In its petition for certiorari, the state noted a split among the federal and state courts of appeals regarding whether warnings like the one used in Powell’s interrogation “reasonably convey” the required information to criminal defendants.  Four circuits have held that suspects must be expressly informed of the right to have an attorney present during questioning; under that view, the Tampa Police Department’s standardized warning would not pass constitutional muster.  By contrast, however, four other federal courts of appeals have found Miranda warnings sufficient even when those warnings lack explicit statements about the right to counsel during interrogation.  Florida emphasized that these contradictory holdings impose a significant burden on law enforcement officials across the country and therefore asked the Court to clarify exactly what types of warnings Miranda requires.  The Court granted certiorari on June 22, 2009.

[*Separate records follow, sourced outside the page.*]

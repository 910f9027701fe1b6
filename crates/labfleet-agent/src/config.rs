//! Agent configuration.

/// Configuration for the agent process.
#[derive(Debug, Clone)]
pub struct AgentConfig {
    /// Host name advertised in access URLs handed back to the controller.
    pub advertised_host: String,
    /// Listen address for the HTTP API.
    pub listen_addr: String,
}

impl AgentConfig {
    /// Load configuration from the environment, falling back to defaults.
    #[must_use]
    pub fn from_env() -> Self {
        Self {
            advertised_host: std::env::var("AGENT_HOST").unwrap_or_else(|_| "localhost".into()),
            listen_addr: std::env::var("LISTEN_ADDR").unwrap_or_else(|_| "0.0.0.0:5000".into()),
        }
    }
}

impl Default for AgentConfig {
    fn default() -> Self {
        Self {
            advertised_host: "localhost".into(),
            listen_addr: "0.0.0.0:5000".into(),
        }
    }
}
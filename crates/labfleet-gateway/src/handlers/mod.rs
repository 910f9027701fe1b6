//! HTTP request handlers.
//!
//! This module contains all the endpoint handlers for the gateway API.

pub mod admin;
pub mod auth;
pub mod student;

In its opening brief on the merits, Florida argues that the Florida Supreme Court’s decision “improperly expanded” Miranda’s reach.  The State emphasizes that because Miranda is merely a prophylactic rule designed to safeguard defendants’ Fifth Amendment freedoms, the Court has never directed officers to use any specific script when advising suspects of their rights.  Instead, the Court’s Miranda jurisprudence requires only that the warnings “reasonably convey” the substance of suspects’ constitutional rights.  Here, Florida argues, the warnings provided to Powell did exactly that; read in context, the State contends, any reasonable person would have understood the officer’s statements – that Powell had the right to speak to an attorney “before questioning” and to “use” that right during questioning – to mean that Powell had the critical right to counsel during interrogations.  The Florida Supreme Court’s holding to the contrary was thus the product of “hypertechnical” reasoning, and allowing it to stand would both impose unnecessary burdens on police investigations and lead to the exclusion of reliable and voluntary confessions.

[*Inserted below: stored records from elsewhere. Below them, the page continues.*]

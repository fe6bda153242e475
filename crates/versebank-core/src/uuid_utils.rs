//! UUID v7 helpers.
//!
//! Songs, verses, and jobs all use time-ordered UUIDv7 keys so that
//! `ORDER BY id` pagination follows insertion order.

use chrono::{DateTime, TimeZone, Utc};
use uuid::Uuid;

/// Generate a new UUIDv7 identifier.
///
/// # Example
///
/// ```
/// use versebank_core::uuid_utils::new_v7;
///
/// let a = new_v7();
/// let b = new_v7();
/// assert!(a < b);
/// ```
#[inline]
pub fn new_v7() -> Uuid {
    Uuid::now_v7()
}

/// Extract the creation timestamp embedded in a UUIDv7.
///
/// Returns `None` if the UUID is not version 7.
pub fn extract_timestamp(uuid: &Uuid) -> Option<DateTime<Utc>> {
    let bytes = uuid.as_bytes();
    if (bytes[6] >> 4) != 7 {
        return None;
    }

    let millis = bytes[..6]
        .iter()
        .fold(0u64, |acc, b| (acc << 8) | *b as u64);

    Utc.timestamp_millis_opt(millis as i64).single()
}
//! Embedding backend selection.
//!
//! `EMBED_BACKEND` picks the provider (`ollama` by default, or `openai`).
//! Each provider then reads its own environment variables.

use std::sync::Arc;

use tracing::info;

use versebank_core::{EmbeddingBackend, Error, Result};

/// Known embedding providers.
#[derive(Debug, Clone, Copy, PartialEq, Eq)]
pub enum BackendKind {
    Ollama,
    OpenAI,
}

impl BackendKind {
    pub fn as_str(&self) -> &'static str {
        match self {
            Self::Ollama => "ollama",
            Self::OpenAI => "openai",
        }
    }

    pub fn parse(s: &str) -> Option<Self> {
        match s.trim().to_lowercase().as_str() {
            "ollama" => Some(Self::Ollama),
            "openai" => Some(Self::OpenAI),
            _ => None,
        }
    }

    /// Read `EMBED_BACKEND`, defaulting to Ollama when unset.
    pub fn from_env() -> Result<Self> {
        match std::env::var("EMBED_BACKEND") {
            Ok(value) => Self::parse(&value).ok_or_else(|| {
                Error::Config(format!(
                    "Unknown EMBED_BACKEND '{}' (expected 'ollama' or 'openai')",
                    value
                ))
            }),
            Err(_) => Ok(Self::Ollama),
        }
    }
}

impl std::fmt::Display for BackendKind {
    fn fmt(&self, f: &mut std::fmt::Formatter<'_>) -> std::fmt::Result {
        f.write_str(self.as_str())
    }
}

/// Build the backend for `kind` from its environment variables.
pub fn build_backend(kind: BackendKind) -> Result<Arc<dyn EmbeddingBackend>> {
    let backend: Arc<dyn EmbeddingBackend> = match kind {
        #[cfg(feature = "ollama")]
        BackendKind::Ollama => Arc::new(crate::ollama::OllamaBackend::from_env()),
        #[cfg(feature = "openai")]
        BackendKind::OpenAI => Arc::new(crate::openai::OpenAIBackend::from_env()?),
        #[allow(unreachable_patterns)]
        other => {
            return Err(Error::Config(format!(
                "Embedding backend '{}' is not compiled in",
                other
            )))
        }
    };

    info!(
        subsystem = "inference",
        backend = %kind,
        model = backend.model_name(),
        dimension = backend.dimension(),
        "Embedding backend ready"
    );
    Ok(backend)
}

/// Select and build the embedding backend named by `EMBED_BACKEND`.
pub fn backend_from_env() -> Result<Arc<dyn EmbeddingBackend>> {
    build_backend(BackendKind::from_env()?)
}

The United States filed an amicus brief in support of the State in which it similarly contends that although expressly warning suspects about the right to counsel during interrogations may be a sound law enforcement practice, it is not constitutionally required.  Rather, Miranda warnings are legally sufficient when, as here, the totality of the warning reasonably conveys the substance of the Miranda rights.

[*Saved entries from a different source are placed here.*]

//! In-memory store and queue used to drive handlers and the worker in tests.

use std::collections::{BTreeMap, HashMap};
use std::sync::atomic::{AtomicBool, Ordering};
use std::sync::Mutex;
use std::time::Duration;

use async_trait::async_trait;
use chrono::Utc;
use serde_json::Value as JsonValue;
use uuid::Uuid;

use versebank_core::{
    new_v7, CommitSummary, Error, Job, JobRepository, JobStatus, JobType, PipelineStore,
    QueueStats, Result, SongVerses, TeardownSummary, UnprocessedSong, Vector,
};

/// A pending job with the given type and payload.
pub fn job_fixture(job_type: JobType, payload: Option<JsonValue>) -> Job {
    let now = Utc::now();
    Job {
        id: new_v7(),
        job_type,
        status: JobStatus::Pending,
        priority: job_type.default_priority(),
        payload,
        result: None,
        error_message: None,
        progress_percent: 0,
        progress_message: None,
        retry_count: 0,
        max_retries: 0,
        run_at: now,
        created_at: now,
        started_at: None,
        completed_at: None,
    }
}

// =============================================================================
// MemoryStore
// =============================================================================

#[derive(Debug, Clone)]
pub struct MemSong {
    pub genius_views: i64,
    pub lyrics: String,
    pub processed: bool,
}

#[derive(Debug, Clone)]
pub struct StoredVerse {
    pub text: String,
    pub embedding: Vector,
    pub model: String,
}

#[derive(Default)]
struct StoreState {
    songs: BTreeMap<Uuid, MemSong>,
    verses: HashMap<Uuid, Vec<StoredVerse>>,
}

/// `PipelineStore` over a mutex-guarded map with the same commit and
/// teardown semantics as the PostgreSQL store.
#[derive(Default)]
pub struct MemoryStore {
    state: Mutex<StoreState>,
    fail_commits: AtomicBool,
}

impl MemoryStore {
    pub fn new() -> Self {
        Self::default()
    }

    pub fn add_song(&self, genius_views: i64, lyrics: &str) -> Uuid {
        let id = new_v7();
        self.state.lock().unwrap().songs.insert(
            id,
            MemSong {
                genius_views,
                lyrics: lyrics.to_string(),
                processed: false,
            },
        );
        id
    }

    pub fn song(&self, id: Uuid) -> Option<MemSong> {
        self.state.lock().unwrap().songs.get(&id).cloned()
    }

    pub fn song_count(&self) -> usize {
        self.state.lock().unwrap().songs.len()
    }

    pub fn processed_count(&self) -> usize {
        self.state
            .lock()
            .unwrap()
            .songs
            .values()
            .filter(|s| s.processed)
            .count()
    }

    pub fn verses(&self, song_id: Uuid) -> Vec<StoredVerse> {
        self.state
            .lock()
            .unwrap()
            .verses
            .get(&song_id)
            .cloned()
            .unwrap_or_default()
    }

    pub fn verse_count(&self) -> usize {
        self.state.lock().unwrap().verses.values().map(Vec::len).sum()
    }

    /// Make every following commit fail before touching any state.
    pub fn set_fail_commits(&self, fail: bool) {
        self.fail_commits.store(fail, Ordering::SeqCst);
    }

    fn take_page(ids: impl Iterator<Item = Uuid>, limit: i64) -> Vec<Uuid> {
        if limit <= 0 {
            return Vec::new();
        }
        ids.take(limit as usize).collect()
    }
}

#[async_trait]
impl PipelineStore for MemoryStore {
    async fn select_unprocessed(
        &self,
        limit: i64,
        min_views: i64,
    ) -> Result<Vec<UnprocessedSong>> {
        if limit <= 0 {
            return Ok(Vec::new());
        }
        let state = self.state.lock().unwrap();
        let mut page: Vec<(i64, Uuid, String)> = state
            .songs
            .iter()
            .filter(|(_, s)| !s.processed && s.genius_views >= min_views)
            .map(|(id, s)| (s.genius_views, *id, s.lyrics.clone()))
            .collect();
        page.sort_by_key(|(views, id, _)| (*views, *id));
        Ok(page
            .into_iter()
            .take(limit as usize)
            .map(|(_, id, lyrics)| UnprocessedSong { id, lyrics })
            .collect())
    }

    async fn select_processed(&self, limit: i64) -> Result<Vec<Uuid>> {
        let state = self.state.lock().unwrap();
        Ok(Self::take_page(
            state
                .songs
                .iter()
                .filter(|(_, s)| s.processed)
                .map(|(id, _)| *id),
            limit,
        ))
    }

    async fn select_any(&self, limit: i64) -> Result<Vec<Uuid>> {
        let state = self.state.lock().unwrap();
        Ok(Self::take_page(state.songs.keys().copied(), limit))
    }

    async fn commit_verses(&self, batch: &[SongVerses], model: &str) -> Result<CommitSummary> {
        if self.fail_commits.load(Ordering::SeqCst) {
            return Err(Error::Internal("commit rejected by test store".to_string()));
        }

        let mut state = self.state.lock().unwrap();
        let mut summary = CommitSummary::default();
        for song in batch {
            match state.songs.get_mut(&song.song_id) {
                Some(stored) if !stored.processed => stored.processed = true,
                _ => {
                    summary.songs_skipped += 1;
                    continue;
                }
            }
            let rows = state.verses.entry(song.song_id).or_default();
            for (text, embedding) in &song.verses {
                rows.push(StoredVerse {
                    text: text.clone(),
                    embedding: embedding.clone(),
                    model: model.to_string(),
                });
            }
            summary.songs_committed += 1;
            summary.verses_written += song.verses.len();
        }
        Ok(summary)
    }

    async fn unprocess_songs(&self, song_ids: &[Uuid]) -> Result<TeardownSummary> {
        let mut state = self.state.lock().unwrap();
        let mut summary = TeardownSummary::default();
        for id in song_ids {
            summary.verses_deleted += state.verses.remove(id).map_or(0, |v| v.len());
            if let Some(song) = state.songs.get_mut(id) {
                if song.processed {
                    song.processed = false;
                    summary.songs_affected += 1;
                }
            }
        }
        Ok(summary)
    }

    async fn clear_songs(&self, song_ids: &[Uuid]) -> Result<TeardownSummary> {
        let mut state = self.state.lock().unwrap();
        let mut summary = TeardownSummary::default();
        for id in song_ids {
            summary.verses_deleted += state.verses.remove(id).map_or(0, |v| v.len());
            if state.songs.remove(id).is_some() {
                summary.songs_affected += 1;
            }
        }
        Ok(summary)
    }
}

// =============================================================================
// MemoryJobQueue
// =============================================================================

/// `JobRepository` over a vector, claiming in the same order as the
/// PostgreSQL queue.
#[derive(Default)]
pub struct MemoryJobQueue {
    jobs: Mutex<Vec<Job>>,
    reject_enqueue: AtomicBool,
}

impl MemoryJobQueue {
    pub fn new() -> Self {
        Self::default()
    }

    pub fn jobs(&self) -> Vec<Job> {
        self.jobs.lock().unwrap().clone()
    }

    pub fn pending_of(&self, job_type: JobType) -> Vec<Job> {
        self.jobs()
            .into_iter()
            .filter(|j| j.job_type == job_type && j.status == JobStatus::Pending)
            .collect()
    }

    /// Make every following enqueue fail.
    pub fn set_reject_enqueue(&self, reject: bool) {
        self.reject_enqueue.store(reject, Ordering::SeqCst);
    }

    fn update<F: FnOnce(&mut Job)>(&self, job_id: Uuid, f: F) -> Result<()> {
        let mut jobs = self.jobs.lock().unwrap();
        let job = jobs
            .iter_mut()
            .find(|j| j.id == job_id)
            .ok_or_else(|| Error::NotFound(format!("Job {}", job_id)))?;
        f(job);
        Ok(())
    }
}

#[async_trait]
impl JobRepository for MemoryJobQueue {
    async fn queue(
        &self,
        job_type: JobType,
        priority: i32,
        payload: Option<JsonValue>,
    ) -> Result<Uuid> {
        self.queue_after(Duration::ZERO, job_type, priority, payload)
            .await
    }

    async fn queue_after(
        &self,
        delay: Duration,
        job_type: JobType,
        priority: i32,
        payload: Option<JsonValue>,
    ) -> Result<Uuid> {
        if self.reject_enqueue.load(Ordering::SeqCst) {
            return Err(Error::Job("queue unavailable".to_string()));
        }
        let mut job = job_fixture(job_type, payload);
        job.priority = priority;
        job.run_at = job.created_at + chrono::Duration::from_std(delay).unwrap();
        let id = job.id;
        self.jobs.lock().unwrap().push(job);
        Ok(id)
    }

    async fn claim_next_for_types(&self, job_types: &[JobType]) -> Result<Option<Job>> {
        let now = Utc::now();
        let mut jobs = self.jobs.lock().unwrap();
        let next = jobs
            .iter_mut()
            .filter(|j| j.status == JobStatus::Pending && j.run_at <= now)
            .filter(|j| job_types.is_empty() || job_types.contains(&j.job_type))
            .fold(None::<&mut Job>, |best, j| match best {
                Some(b) if b.priority >= j.priority => Some(b),
                _ => Some(j),
            });
        Ok(next.map(|job| {
            job.status = JobStatus::Running;
            job.started_at = Some(now);
            job.clone()
        }))
    }

    async fn update_progress(
        &self,
        job_id: Uuid,
        percent: i32,
        message: Option<&str>,
    ) -> Result<()> {
        self.update(job_id, |j| {
            if j.status == JobStatus::Running {
                j.progress_percent = percent.clamp(0, 100);
                j.progress_message = message.map(String::from);
            }
        })
    }

    async fn complete(&self, job_id: Uuid, result: Option<JsonValue>) -> Result<()> {
        self.update(job_id, |j| {
            j.status = JobStatus::Completed;
            j.result = result;
            j.progress_percent = 100;
            j.completed_at = Some(Utc::now());
        })
    }

    async fn fail(&self, job_id: Uuid, error: &str) -> Result<()> {
        self.update(job_id, |j| {
            j.error_message = Some(error.to_string());
            if j.retry_count < j.max_retries {
                j.retry_count += 1;
                j.status = JobStatus::Pending;
                j.started_at = None;
            } else {
                j.status = JobStatus::Failed;
                j.completed_at = Some(Utc::now());
            }
        })
    }

    async fn get(&self, job_id: Uuid) -> Result<Option<Job>> {
        Ok(self.jobs().into_iter().find(|j| j.id == job_id))
    }

    async fn pending_count(&self) -> Result<i64> {
        Ok(self
            .jobs()
            .iter()
            .filter(|j| j.status == JobStatus::Pending)
            .count() as i64)
    }

    async fn list_recent(&self, limit: i64) -> Result<Vec<Job>> {
        Ok(self
            .jobs()
            .into_iter()
            .rev()
            .take(limit.max(0) as usize)
            .collect())
    }

    async fn queue_stats(&self) -> Result<QueueStats> {
        let jobs = self.jobs();
        let count = |status: JobStatus| jobs.iter().filter(|j| j.status == status).count() as i64;
        Ok(QueueStats {
            pending: count(JobStatus::Pending),
            running: count(JobStatus::Running),
            completed_last_hour: count(JobStatus::Completed),
            failed_last_hour: count(JobStatus::Failed),
            total: jobs.len() as i64,
        })
    }

    async fn cleanup(&self, older_than_days: i64) -> Result<i64> {
        let cutoff = Utc::now() - chrono::Duration::days(older_than_days);
        let mut jobs = self.jobs.lock().unwrap();
        let before = jobs.len();
        jobs.retain(|j| !(j.status.is_terminal() && j.completed_at.is_some_and(|t| t < cutoff)));
        Ok((before - jobs.len()) as i64)
    }
}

Powell, however, makes several arguments in response: one procedural, and the rest substantive.  First, as he did in his brief in opposition at the certiorari stage, Powell argues that the Florida Supreme Court’s decision rested on an adequate and independent state constitutional ground.  Specifically, the Florida court’s decision rested not only on its construction of Miranda and the Fifth Amendment to the U.S. Constitution, but also on Article I, Section 9 of the Florida Constitution, as interpreted in light of Florida caselaw.  Powell therefore argues that the writ of certiorari should be dismissed as improvidently granted.

On the merits, Powell contends that the Florida Supreme Court’s decision is fully consistent with Miranda and subsequent decisions interpreting Miranda.  The Court has always required Miranda warnings to “clearly inform” suspects of their rights, including their right to have counsel present during any custodial interrogation.  Powell aligns himself with the decisions of numerous federal courts of appeals which have found that warnings communicating only the right to counsel “before questioning” are inadequate and misleading.  Miranda may not require the use of “magic words,” but it does require that warnings be clear, and the warnings used by the Tampa police force do not clearly communicate the right to have counsel present during questioning.  Finally, Powell argues that affirming the decision below would not burden law enforcement because the vast majority of federal, state, and local law enforcement agencies already use Miranda forms that expressly mention the right to counsel during interrogations.